It's no surprise that homelessness in Multnomah County is on the rise. A new report released this week shows an eight percent increase in homelessness over the past two years. The number of people sleeping without a stable home is in the thousands, 4,625 to be exact, and those are universally considered undercounts.
A thirty-five percent increase in families with children, a 12 percent increase of U.S. Veterans and nearly half of the people counted without a safe placed to call home are people of color in a town known for being one of the whitest cities in America. This comes on the heals of a census report that shows a mass migration of people of color moving outside of the urban core.
What does this mean? Depending on what group, or institution you speak with, it could mean any number of things, for any number of reasons.
In the past two decades the U.S. has seen an unprecedented disinvestment in the middle class, and people experiencing poverty. The result is ongoing homelessness and poverty. After the slashing of housing programs at the state and federal level, a recession caused by the very institutions that we are told will lead us out this mess, and a foreign policy that has siphoned billions of dollars from the American people, we are left holding the bucket, pointing fingers at each other.
Is there a silver lining? Our politicians think so, especially in the context of getting re-elected. Clever one-liners and prepared messages take the place of informed action and leadership that truly moves the poverty agenda forward. We’re told to be patient and to listen, to build community and to understand that we are a city in transition. New development deals and tax-breaks will spur more growth. Living-wage jobs will be had. A good life waits in the wings.
In the meantime, poor and working people are getting screwed, and the bottomline is that if you don’t have the resources, the education or a living-wage job (which the majority do not) than you most likely don’t count, or just as important, you probably don’t vote.

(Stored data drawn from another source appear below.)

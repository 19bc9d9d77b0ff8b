//! Deterministic headless session on a virtual clock.

use std::collections::BTreeMap;
use std::io::Write;
use std::path::PathBuf;
use std::str::FromStr;

use chrono::{DateTime, Duration, Utc};
use clap::Args;
use flashdeck_core::services::headless::SyntheticVideo;
use flashdeck_core::{Command, Engine, Event, EventType, Services, Settings};

use super::{load_settings, media_library, CliResult};

/// A manual firing at a point in the session, written `event@seconds`.
#[derive(Debug, Clone, PartialEq)]
pub struct Trigger {
    pub event: EventType,
    pub at_secs: f64,
}

impl FromStr for Trigger {
    type Err = String;

    fn from_str(s: &str) -> Result<Self, Self::Err> {
        let (event, at) = s
            .split_once('@')
            .ok_or_else(|| format!("expected event@seconds, got '{s}'"))?;
        let event = event.parse::<EventType>()?;
        let at_secs = at
            .parse::<f64>()
            .ok()
            .filter(|v| v.is_finite() && *v >= 0.0)
            .ok_or_else(|| format!("invalid trigger time '{at}'"))?;
        Ok(Self { event, at_secs })
    }
}

#[derive(Args)]
pub struct SimulateArgs {
    /// Session length in seconds of virtual time
    #[arg(long, default_value = "600")]
    pub duration: f64,
    /// Random seed
    #[arg(long, default_value = "1")]
    pub seed: u64,
    /// Tick interval in milliseconds
    #[arg(long, default_value = "50")]
    pub step_ms: u64,
    /// Settings file (defaults to the user settings)
    #[arg(long)]
    pub settings: Option<PathBuf>,
    /// Ignore stored settings and use the defaults
    #[arg(long, conflicts_with = "settings")]
    pub defaults: bool,
    /// Media directory with images/, sounds/, startle_videos/ and sub_audio/
    #[arg(long)]
    pub media: Option<PathBuf>,
    /// Length of the synthetic startle video in seconds
    #[arg(long, default_value = "30")]
    pub video_secs: f64,
    /// Fire an event by hand, e.g. "startle@30" (repeatable)
    #[arg(long = "trigger")]
    pub triggers: Vec<Trigger>,
    /// Press the panic hotkey at this second
    #[arg(long)]
    pub panic_at: Option<f64>,
    /// Print event counts instead of every event
    #[arg(long)]
    pub summary: bool,
}

fn event_name(event: &Event) -> String {
    serde_json::to_value(event)
        .ok()
        .and_then(|v| v["type"].as_str().map(str::to_string))
        .unwrap_or_else(|| "unknown".to_string())
}

struct Output {
    summary: bool,
    counts: BTreeMap<String, usize>,
}

impl Output {
    fn emit(&mut self, events: Vec<Event>, out: &mut impl Write) -> CliResult {
        for event in events {
            if self.summary {
                *self.counts.entry(event_name(&event)).or_default() += 1;
            } else {
                writeln!(out, "{}", serde_json::to_string(&event)?)?;
            }
        }
        Ok(())
    }
}

pub fn run(args: SimulateArgs) -> CliResult {
    if !args.duration.is_finite() || args.duration <= 0.0 {
        return Err(format!("duration must be positive, got {}", args.duration).into());
    }
    if !args.video_secs.is_finite() || args.video_secs <= 0.0 {
        return Err(format!("video length must be positive, got {}", args.video_secs).into());
    }
    let settings = if args.defaults {
        Settings::default()
    } else {
        load_settings(args.settings.as_ref())?
    };

    let mut services = Services::headless(media_library(args.media));
    services.video = Box::new(SyntheticVideo::new(30.0, args.video_secs));
    let mut engine = Engine::new(settings, services, Some(args.seed));

    let mut triggers = args.triggers;
    triggers.sort_by(|a, b| a.at_secs.total_cmp(&b.at_secs));
    let mut triggers = triggers.into_iter().peekable();
    let mut panic_at = args.panic_at;

    let secs = |s: f64| Duration::milliseconds((s * 1000.0) as i64);
    let start: DateTime<Utc> = Utc::now();
    let end = start + secs(args.duration);
    let step = Duration::milliseconds(args.step_ms.max(1) as i64);

    let stdout = std::io::stdout();
    let mut out = stdout.lock();
    let mut output = Output {
        summary: args.summary,
        counts: BTreeMap::new(),
    };

    engine.start(start);
    let mut now = start;
    while now < end {
        now = std::cmp::min(now + step, end);
        while let Some(t) = triggers.next_if(|t| start + secs(t.at_secs) <= now) {
            engine.command_sender().send(Command::Trigger {
                event: t.event,
                strict: false,
            })?;
        }
        if panic_at.is_some_and(|at| start + secs(at) <= now) {
            panic_at = None;
            engine.command_sender().send(Command::Panic)?;
        }
        engine.tick(now);
        output.emit(engine.drain_events(), &mut out)?;
    }

    engine.emit_snapshot(end);
    engine.stop(end);
    output.emit(engine.drain_events(), &mut out)?;

    if output.summary {
        let json = serde_json::to_string_pretty(&output.counts)?;
        writeln!(out, "{json}")?;
    }
    Ok(())
}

A high-ranking City Hall insider once told Street Roots off the record that poverty and advocacy groups don’t really matter. We are great community partners, but we are calculated white noise that can be used for leverage to move an agenda forward, or simply be ignored. That person went on to rattle off other coalitions; people of color, police accountability groups, immigrants, etc. As troubling as that message was, it came through crystal clear and gave us insight into exactly what time of day it really was.
So should we really be scratching our heads at yet another increase in homeless figures? Or at the Census report showing the loss — and it is a damaging loss — of 10,000 people of color from Portland’s core? Should we be surprised that people don’t trust the system and the institutions positioned all these years as the answer? The number of homeless families in Multnomah County continues to increase year after year, while we sit stymied by a crisis of confidence.
New leaders must emerge, and we need to push current electives and bureaucrats to do more than hold down the status-quo, and to maintain a triage attitude toward the poverty that lays underneath each new development and next door to each emerging coffee shop or café. We are going to have to create that change ourselves. People lives depend on it.